-- What you will do --
Bring together every line in the data that includes "RelayService".

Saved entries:
- - -
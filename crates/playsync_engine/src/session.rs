//! Session controller: which item is loaded and whether it is playing.

use crate::backend::PlaybackBackend;
use crate::error::{SyncError, SyncResult};
use playsync_protocol::{ClientMessage, PlaybackAction};
use tracing::debug;

/// Tracks the loaded item and the local playing flag, and turns user-level
/// requests into backend calls plus the outbound message to broadcast.
///
/// The controller never sends anything itself; the engine decides whether the
/// returned message goes out (only while connected and not suppressed).
#[derive(Debug, Clone, Default, PartialEq)]
pub struct SessionController {
    item_id: Option<String>,
    playing: bool,
}

impl SessionController {
    /// Creates a controller with nothing loaded.
    pub fn new() -> Self {
        Self::default()
    }

    /// Returns the loaded item, if any.
    pub fn item_id(&self) -> Option<&str> {
        self.item_id.as_deref()
    }

    /// Returns the local playing flag.
    pub fn is_playing(&self) -> bool {
        self.playing
    }

    pub(crate) fn set_playing(&mut self, playing: bool) {
        self.playing = playing;
    }

    /// Loads an item locally.
    ///
    /// The item is recorded even if no backend is attached yet; it is handed
    /// to the backend when one is attached.
    pub fn request_load<B: PlaybackBackend>(
        &mut self,
        item_id: &str,
        backend: Option<&mut B>,
        now_millis: u64,
    ) -> ClientMessage {
        self.item_id = Some(item_id.to_owned());
        self.playing = false;
        match backend {
            Some(backend) => backend.load(item_id),
            None => debug!(item_id, "no backend yet; load deferred"),
        }
        ClientMessage::session_load(item_id, now_millis)
    }

    /// Plays locally.
    pub fn request_play<B: PlaybackBackend>(
        &mut self,
        backend: Option<&mut B>,
        now_millis: u64,
    ) -> SyncResult<ClientMessage> {
        let backend = backend.ok_or(SyncError::BackendNotReady)?;
        backend.play();
        self.playing = true;
        Ok(ClientMessage::playback(
            PlaybackAction::Play,
            backend.current_position(),
            now_millis,
        ))
    }

    /// Pauses locally.
    pub fn request_pause<B: PlaybackBackend>(
        &mut self,
        backend: Option<&mut B>,
        now_millis: u64,
    ) -> SyncResult<ClientMessage> {
        let backend = backend.ok_or(SyncError::BackendNotReady)?;
        backend.pause();
        self.playing = false;
        Ok(ClientMessage::playback(
            PlaybackAction::Pause,
            backend.current_position(),
            now_millis,
        ))
    }

    /// Seeks locally.
    pub fn request_seek<B: PlaybackBackend>(
        &mut self,
        position: f64,
        backend: Option<&mut B>,
        now_millis: u64,
    ) -> SyncResult<ClientMessage> {
        let backend = backend.ok_or(SyncError::BackendNotReady)?;
        let position = position.max(0.0);
        backend.seek(position);
        Ok(ClientMessage::playback(
            PlaybackAction::Seek,
            position,
            now_millis,
        ))
    }

    /// Applies a Session Load received from a peer.
    ///
    /// Always takes effect: the item id is recorded, playback resets to
    /// paused, and the backend (if attached) loads the item. No threshold
    /// applies to loads.
    pub fn apply_remote_load<B: PlaybackBackend>(
        &mut self,
        item_id: &str,
        backend: Option<&mut B>,
    ) -> SyncResult<()> {
        self.item_id = Some(item_id.to_owned());
        self.playing = false;
        let backend = backend.ok_or(SyncError::BackendNotReady)?;
        backend.load(item_id);
        Ok(())
    }

    /// Mirrors a remote PLAY or PAUSE in the playing flag.
    pub fn apply_remote_action(&mut self, action: PlaybackAction) {
        match action {
            PlaybackAction::Play => self.playing = true,
            PlaybackAction::Pause => self.playing = false,
            PlaybackAction::Seek => {}
        }
    }
}
//! # PlaySync Relay
//!
//! Broadcast relay server for PlaySync.
//!
//! This crate provides:
//! - A connection registry tracking live endpoint connections
//! - The relay core: validate, stamp, broadcast to every peer but the sender
//! - A tokio WebSocket service that drives the core from a single task
//!
//! # Broadcast rule
//!
//! Every well-formed `SessionLoad` or `PlaybackAction` received from a
//! connection is stamped with the relay's wall clock and sent, exactly once,
//! to every other connection in the `Open` state. Malformed frames are logged
//! and dropped without replying to or disconnecting the sender. The relay
//! keeps no session state: a connection that joins later receives only the
//! handshake.
//!
//! ```rust,no_run
//! use playsync_relay::{RelayConfig, RelayService};
//!
//! # async fn serve() -> playsync_relay::RelayResult<()> {
//! let config = RelayConfig::new("0.0.0.0:8080".parse().unwrap());
//! RelayService::bind(config).await?.run().await
//! # }
//! ```

#![deny(unsafe_code)]
#![warn(missing_docs)]
// Production code MUST NOT use panic!/unwrap()/expect()
#![warn(clippy::unwrap_used, clippy::expect_used, clippy::panic)]

mod config;
mod error;
mod registry;
mod server;
mod service;

pub use config::RelayConfig;
pub use error::{RelayError, RelayResult};
pub use registry::{
    Connection, ConnectionId, ConnectionRegistry, ConnectionSink, MemorySink, SinkClosed,
    TransportState,
};
pub use server::{MessageOutcome, RelayServer, RelayStats};
pub use service::{RelayEvent, RelayService};
//! Playback actions.

use serde::{Deserialize, Serialize};
use std::fmt;

/// Kind of playback action carried by a `PlaybackAction` message.
#[derive(Debug, Clone, Copy, PartialEq, Eq, Hash, Serialize, Deserialize)]
#[serde(rename_all = "UPPERCASE")]
pub enum PlaybackAction {
    /// Start or resume playback.
    Play,
    /// Pause playback.
    Pause,
    /// Jump to a position. Also used for periodic drift correction.
    Seek,
}

impl PlaybackAction {
    /// Minimum position discrepancy (seconds) before a PLAY or PAUSE seeks.
    pub const PLAY_PAUSE_THRESHOLD: f64 = 0.1;

    /// Minimum position discrepancy (seconds) before a SEEK seeks.
    pub const SEEK_THRESHOLD: f64 = 0.4;

    /// Returns the default seek threshold for this action, in seconds.
    pub fn seek_threshold(&self) -> f64 {
        match self {
            PlaybackAction::Play | PlaybackAction::Pause => Self::PLAY_PAUSE_THRESHOLD,
            PlaybackAction::Seek => Self::SEEK_THRESHOLD,
        }
    }

    /// Returns the wire name of the action.
    pub fn as_str(&self) -> &'static str {
        match self {
            PlaybackAction::Play => "PLAY",
            PlaybackAction::Pause => "PAUSE",
            PlaybackAction::Seek => "SEEK",
        }
    }
}

impl fmt::Display for PlaybackAction {
    fn fmt(&self, f: &mut fmt::Formatter<'_>) -> fmt::Result {
        f.write_str(self.as_str())
    }
}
- - -
-- Expected answer --
//! use playsync_relay::{RelayConfig, RelayService};
//! RelayService::bind(config).await?.run().await
pub use service::{RelayEvent, RelayService};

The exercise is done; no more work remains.